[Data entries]

· · · · · · ·

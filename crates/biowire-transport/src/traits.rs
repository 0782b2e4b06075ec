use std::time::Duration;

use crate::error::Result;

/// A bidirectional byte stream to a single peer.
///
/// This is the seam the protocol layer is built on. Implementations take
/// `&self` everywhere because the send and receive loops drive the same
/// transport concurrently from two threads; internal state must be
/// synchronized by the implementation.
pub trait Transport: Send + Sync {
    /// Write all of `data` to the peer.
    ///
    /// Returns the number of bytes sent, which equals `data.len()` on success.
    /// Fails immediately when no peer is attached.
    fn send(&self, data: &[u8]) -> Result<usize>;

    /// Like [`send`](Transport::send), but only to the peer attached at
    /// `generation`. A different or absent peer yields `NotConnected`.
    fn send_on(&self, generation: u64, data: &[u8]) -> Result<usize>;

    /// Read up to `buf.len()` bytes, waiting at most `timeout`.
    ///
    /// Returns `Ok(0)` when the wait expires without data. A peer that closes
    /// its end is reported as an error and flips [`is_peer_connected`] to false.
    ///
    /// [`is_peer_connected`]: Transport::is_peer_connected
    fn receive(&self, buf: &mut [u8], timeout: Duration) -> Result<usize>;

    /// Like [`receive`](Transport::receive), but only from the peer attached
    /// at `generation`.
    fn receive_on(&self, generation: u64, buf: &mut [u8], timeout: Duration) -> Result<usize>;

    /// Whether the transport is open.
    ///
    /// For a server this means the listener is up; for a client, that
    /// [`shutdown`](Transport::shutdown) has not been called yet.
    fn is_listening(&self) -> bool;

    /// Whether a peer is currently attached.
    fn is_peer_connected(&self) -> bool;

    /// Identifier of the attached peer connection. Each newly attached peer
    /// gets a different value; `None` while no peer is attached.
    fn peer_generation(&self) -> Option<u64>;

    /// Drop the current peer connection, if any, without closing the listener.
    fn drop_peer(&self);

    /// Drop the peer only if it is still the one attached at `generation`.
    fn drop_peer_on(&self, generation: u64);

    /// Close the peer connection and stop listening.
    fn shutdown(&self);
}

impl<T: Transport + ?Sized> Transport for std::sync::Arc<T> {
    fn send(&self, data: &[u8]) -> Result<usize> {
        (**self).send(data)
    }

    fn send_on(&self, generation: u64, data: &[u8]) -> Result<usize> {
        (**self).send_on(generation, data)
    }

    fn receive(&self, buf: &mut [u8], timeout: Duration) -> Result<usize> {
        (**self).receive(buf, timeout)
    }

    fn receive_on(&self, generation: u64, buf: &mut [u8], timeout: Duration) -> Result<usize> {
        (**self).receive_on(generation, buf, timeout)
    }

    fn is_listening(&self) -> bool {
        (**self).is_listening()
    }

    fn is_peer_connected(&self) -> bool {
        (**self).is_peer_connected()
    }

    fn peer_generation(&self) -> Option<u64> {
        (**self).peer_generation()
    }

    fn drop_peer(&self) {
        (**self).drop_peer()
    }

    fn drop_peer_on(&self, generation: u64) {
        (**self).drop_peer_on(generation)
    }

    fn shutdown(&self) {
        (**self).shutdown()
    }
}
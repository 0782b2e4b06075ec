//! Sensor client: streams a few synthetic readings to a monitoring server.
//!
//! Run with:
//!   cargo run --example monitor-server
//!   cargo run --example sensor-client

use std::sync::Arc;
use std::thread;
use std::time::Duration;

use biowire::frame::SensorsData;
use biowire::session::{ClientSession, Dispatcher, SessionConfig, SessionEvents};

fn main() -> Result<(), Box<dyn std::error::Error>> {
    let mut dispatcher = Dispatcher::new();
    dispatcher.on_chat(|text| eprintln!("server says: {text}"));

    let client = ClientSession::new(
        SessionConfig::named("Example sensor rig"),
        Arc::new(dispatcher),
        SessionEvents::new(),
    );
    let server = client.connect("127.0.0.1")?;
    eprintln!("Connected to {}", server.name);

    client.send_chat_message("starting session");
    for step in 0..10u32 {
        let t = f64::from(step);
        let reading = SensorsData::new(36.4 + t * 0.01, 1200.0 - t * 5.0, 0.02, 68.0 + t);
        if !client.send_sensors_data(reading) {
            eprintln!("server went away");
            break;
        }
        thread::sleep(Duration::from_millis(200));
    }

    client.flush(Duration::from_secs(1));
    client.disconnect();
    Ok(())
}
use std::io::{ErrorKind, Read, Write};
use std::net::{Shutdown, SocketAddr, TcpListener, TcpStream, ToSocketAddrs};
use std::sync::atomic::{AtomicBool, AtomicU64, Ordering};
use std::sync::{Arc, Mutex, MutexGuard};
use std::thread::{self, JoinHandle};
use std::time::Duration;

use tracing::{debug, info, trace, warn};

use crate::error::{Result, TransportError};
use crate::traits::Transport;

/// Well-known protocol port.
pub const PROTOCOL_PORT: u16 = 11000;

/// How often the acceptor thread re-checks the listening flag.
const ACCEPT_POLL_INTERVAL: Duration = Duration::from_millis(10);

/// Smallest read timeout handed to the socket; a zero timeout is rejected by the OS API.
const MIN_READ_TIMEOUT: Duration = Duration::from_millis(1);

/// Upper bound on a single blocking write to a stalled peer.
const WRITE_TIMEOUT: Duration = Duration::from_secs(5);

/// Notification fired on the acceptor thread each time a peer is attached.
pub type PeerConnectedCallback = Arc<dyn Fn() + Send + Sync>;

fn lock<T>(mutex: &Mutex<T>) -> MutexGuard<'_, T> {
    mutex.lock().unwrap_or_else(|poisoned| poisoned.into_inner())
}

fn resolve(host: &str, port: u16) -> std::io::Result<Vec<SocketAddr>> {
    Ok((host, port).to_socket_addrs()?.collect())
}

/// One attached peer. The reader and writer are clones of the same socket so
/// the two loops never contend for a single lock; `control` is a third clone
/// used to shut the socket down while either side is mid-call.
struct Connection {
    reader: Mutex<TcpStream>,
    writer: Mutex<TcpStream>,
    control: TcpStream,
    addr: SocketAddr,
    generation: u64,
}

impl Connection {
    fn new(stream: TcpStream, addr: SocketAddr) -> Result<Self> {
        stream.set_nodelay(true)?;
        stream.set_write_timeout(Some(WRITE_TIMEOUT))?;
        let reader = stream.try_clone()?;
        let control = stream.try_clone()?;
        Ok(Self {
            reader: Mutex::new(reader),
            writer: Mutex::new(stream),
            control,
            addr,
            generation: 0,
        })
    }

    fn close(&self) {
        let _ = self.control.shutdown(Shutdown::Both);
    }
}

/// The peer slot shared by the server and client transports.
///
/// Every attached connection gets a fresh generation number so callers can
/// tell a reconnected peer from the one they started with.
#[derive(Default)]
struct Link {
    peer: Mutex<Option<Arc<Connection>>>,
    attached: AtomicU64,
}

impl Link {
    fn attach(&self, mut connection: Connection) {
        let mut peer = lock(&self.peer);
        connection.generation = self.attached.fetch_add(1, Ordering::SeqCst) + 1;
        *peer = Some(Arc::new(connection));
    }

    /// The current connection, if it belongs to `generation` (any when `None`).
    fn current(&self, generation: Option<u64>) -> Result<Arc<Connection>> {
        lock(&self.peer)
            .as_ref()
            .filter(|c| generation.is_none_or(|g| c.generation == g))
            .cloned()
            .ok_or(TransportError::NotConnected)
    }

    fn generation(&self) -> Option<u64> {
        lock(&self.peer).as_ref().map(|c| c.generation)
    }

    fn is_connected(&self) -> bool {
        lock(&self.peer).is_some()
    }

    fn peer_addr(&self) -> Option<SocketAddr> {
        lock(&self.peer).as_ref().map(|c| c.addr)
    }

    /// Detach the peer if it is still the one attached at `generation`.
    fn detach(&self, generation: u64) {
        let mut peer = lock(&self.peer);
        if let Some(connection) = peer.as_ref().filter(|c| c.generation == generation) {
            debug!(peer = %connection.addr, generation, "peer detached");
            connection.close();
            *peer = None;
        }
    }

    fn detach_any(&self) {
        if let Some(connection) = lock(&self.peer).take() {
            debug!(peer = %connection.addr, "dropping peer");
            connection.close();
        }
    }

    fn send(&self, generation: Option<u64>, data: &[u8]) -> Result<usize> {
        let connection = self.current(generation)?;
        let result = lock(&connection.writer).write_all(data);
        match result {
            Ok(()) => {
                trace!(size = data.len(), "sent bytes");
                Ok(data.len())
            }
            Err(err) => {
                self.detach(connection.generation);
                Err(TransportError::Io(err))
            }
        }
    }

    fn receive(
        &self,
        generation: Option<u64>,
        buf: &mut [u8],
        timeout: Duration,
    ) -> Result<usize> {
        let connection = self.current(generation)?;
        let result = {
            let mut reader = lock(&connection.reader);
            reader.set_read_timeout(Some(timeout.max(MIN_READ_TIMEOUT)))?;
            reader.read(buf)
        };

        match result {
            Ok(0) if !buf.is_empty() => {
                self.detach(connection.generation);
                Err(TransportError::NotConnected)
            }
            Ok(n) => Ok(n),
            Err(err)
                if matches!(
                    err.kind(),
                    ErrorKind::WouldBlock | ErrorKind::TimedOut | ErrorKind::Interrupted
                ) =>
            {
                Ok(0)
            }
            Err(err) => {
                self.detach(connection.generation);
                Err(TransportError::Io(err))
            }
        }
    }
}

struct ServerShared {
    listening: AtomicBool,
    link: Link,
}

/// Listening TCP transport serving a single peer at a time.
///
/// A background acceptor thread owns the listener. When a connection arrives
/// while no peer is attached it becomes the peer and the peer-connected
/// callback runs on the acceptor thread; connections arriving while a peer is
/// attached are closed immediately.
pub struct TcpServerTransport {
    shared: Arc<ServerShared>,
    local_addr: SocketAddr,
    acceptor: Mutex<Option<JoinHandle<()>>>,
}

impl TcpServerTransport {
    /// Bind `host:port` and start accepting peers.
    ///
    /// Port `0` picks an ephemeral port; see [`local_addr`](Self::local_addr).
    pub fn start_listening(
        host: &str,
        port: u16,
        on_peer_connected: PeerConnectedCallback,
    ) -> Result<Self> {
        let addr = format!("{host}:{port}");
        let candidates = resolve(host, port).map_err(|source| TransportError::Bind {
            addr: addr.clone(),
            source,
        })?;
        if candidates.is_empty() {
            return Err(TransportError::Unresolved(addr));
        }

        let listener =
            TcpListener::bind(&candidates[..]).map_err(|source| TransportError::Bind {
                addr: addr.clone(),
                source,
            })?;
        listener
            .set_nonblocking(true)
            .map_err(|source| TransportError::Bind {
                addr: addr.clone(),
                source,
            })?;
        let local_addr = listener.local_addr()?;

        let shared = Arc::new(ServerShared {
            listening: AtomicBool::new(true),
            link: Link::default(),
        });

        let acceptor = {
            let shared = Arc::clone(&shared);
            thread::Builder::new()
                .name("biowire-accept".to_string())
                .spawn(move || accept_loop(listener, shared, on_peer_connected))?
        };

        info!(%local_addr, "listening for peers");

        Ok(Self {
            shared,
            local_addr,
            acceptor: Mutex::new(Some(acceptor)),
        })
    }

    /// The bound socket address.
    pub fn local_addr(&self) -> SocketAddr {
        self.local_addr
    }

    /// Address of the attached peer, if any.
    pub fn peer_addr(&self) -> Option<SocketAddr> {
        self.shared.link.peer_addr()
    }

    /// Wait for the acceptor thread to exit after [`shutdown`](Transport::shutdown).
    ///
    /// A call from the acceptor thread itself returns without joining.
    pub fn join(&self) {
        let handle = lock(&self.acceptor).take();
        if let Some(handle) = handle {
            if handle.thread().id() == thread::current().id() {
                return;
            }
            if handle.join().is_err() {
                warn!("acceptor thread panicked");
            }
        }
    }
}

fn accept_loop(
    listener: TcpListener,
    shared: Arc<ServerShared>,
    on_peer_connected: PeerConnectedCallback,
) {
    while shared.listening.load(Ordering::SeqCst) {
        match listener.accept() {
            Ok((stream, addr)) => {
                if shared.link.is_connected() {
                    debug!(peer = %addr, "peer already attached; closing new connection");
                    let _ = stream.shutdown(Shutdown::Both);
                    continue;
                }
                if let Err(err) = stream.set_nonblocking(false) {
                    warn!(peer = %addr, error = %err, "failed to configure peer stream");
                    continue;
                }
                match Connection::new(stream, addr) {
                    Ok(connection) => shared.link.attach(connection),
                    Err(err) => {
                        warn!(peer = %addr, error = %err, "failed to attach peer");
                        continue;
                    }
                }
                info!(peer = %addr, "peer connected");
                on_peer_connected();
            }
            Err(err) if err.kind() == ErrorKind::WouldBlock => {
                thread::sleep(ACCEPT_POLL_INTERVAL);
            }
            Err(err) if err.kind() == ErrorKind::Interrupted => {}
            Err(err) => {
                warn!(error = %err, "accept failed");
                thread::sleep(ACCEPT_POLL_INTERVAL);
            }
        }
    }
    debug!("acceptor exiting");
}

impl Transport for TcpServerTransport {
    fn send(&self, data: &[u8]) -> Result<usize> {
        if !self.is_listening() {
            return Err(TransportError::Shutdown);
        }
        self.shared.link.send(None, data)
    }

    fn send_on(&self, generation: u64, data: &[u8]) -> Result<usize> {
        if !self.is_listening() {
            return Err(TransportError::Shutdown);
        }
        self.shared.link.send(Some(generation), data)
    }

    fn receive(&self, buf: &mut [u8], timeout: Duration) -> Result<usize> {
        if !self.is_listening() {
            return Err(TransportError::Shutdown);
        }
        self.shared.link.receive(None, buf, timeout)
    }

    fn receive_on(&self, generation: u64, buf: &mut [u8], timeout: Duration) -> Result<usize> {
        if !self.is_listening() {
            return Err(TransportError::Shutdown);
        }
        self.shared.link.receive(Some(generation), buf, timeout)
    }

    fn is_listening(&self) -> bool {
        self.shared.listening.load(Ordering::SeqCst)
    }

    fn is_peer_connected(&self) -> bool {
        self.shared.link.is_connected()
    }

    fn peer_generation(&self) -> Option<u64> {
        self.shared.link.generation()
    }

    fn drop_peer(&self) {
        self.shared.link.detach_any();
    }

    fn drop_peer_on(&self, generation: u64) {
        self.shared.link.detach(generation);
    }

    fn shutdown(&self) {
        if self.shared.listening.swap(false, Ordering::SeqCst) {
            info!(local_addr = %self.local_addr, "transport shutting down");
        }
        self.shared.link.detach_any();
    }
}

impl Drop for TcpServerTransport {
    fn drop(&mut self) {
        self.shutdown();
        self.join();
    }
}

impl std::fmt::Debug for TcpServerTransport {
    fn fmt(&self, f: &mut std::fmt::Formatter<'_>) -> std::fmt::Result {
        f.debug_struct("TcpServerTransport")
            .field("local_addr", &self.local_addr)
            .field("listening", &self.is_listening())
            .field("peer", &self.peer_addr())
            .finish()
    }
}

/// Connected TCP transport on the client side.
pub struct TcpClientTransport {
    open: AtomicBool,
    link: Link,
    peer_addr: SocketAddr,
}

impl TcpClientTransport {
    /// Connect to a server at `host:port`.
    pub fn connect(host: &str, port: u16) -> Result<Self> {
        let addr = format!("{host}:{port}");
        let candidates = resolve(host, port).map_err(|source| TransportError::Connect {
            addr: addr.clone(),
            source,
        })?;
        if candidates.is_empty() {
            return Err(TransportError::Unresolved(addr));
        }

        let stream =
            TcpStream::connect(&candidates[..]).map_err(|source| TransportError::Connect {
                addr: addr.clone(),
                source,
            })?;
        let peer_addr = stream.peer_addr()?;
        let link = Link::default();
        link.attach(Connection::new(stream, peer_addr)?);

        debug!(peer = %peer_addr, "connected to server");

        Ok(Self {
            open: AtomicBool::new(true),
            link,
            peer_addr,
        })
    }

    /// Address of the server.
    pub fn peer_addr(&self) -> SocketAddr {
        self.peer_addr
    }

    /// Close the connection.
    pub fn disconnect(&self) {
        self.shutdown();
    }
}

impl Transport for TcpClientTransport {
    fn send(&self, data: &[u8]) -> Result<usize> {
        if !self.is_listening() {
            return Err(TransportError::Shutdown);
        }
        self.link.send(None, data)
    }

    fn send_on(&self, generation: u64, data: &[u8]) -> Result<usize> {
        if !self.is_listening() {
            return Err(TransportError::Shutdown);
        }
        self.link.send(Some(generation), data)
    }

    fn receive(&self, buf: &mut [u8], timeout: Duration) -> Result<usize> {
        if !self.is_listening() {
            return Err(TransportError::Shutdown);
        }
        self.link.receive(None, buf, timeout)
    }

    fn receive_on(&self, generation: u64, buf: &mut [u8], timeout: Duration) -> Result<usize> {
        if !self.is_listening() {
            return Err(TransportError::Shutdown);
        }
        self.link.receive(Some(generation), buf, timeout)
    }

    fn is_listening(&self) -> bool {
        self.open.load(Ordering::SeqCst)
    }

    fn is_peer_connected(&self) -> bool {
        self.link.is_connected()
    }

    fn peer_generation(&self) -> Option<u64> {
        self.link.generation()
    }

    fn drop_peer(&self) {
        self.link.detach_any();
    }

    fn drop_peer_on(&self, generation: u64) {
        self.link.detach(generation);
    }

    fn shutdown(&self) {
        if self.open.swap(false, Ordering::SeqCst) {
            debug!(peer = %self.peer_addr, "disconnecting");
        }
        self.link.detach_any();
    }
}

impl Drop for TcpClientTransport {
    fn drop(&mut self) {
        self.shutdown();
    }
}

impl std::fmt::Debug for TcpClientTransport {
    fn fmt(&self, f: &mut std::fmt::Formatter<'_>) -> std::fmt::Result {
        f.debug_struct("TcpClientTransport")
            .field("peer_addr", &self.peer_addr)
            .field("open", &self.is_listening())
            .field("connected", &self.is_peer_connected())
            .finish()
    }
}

· · · · · · ·

■ **Task objective**: Write down again the exact lines running from the beginning of the data to the line containing "when no peer is attached.", with both ends included.

■ **Exercise output**:
filename crates/biowire-transport/src/traits.rs
repository 0782b2e4b06075ec
use std::time::Duration;

use crate::error::Result;

/// A bidirectional byte stream to a single peer.
///
/// This is the seam the protocol layer is built on. Implementations take
/// `&self` everywhere because the send and receive loops drive the same
/// transport concurrently from two threads; internal state must be
/// synchronized by the implementation.
pub trait Transport: Send + Sync {
    /// Write all of `data` to the peer.
    ///
    /// Returns the number of bytes sent, which equals `data.len()` on success.
    /// Fails immediately when no peer is attached.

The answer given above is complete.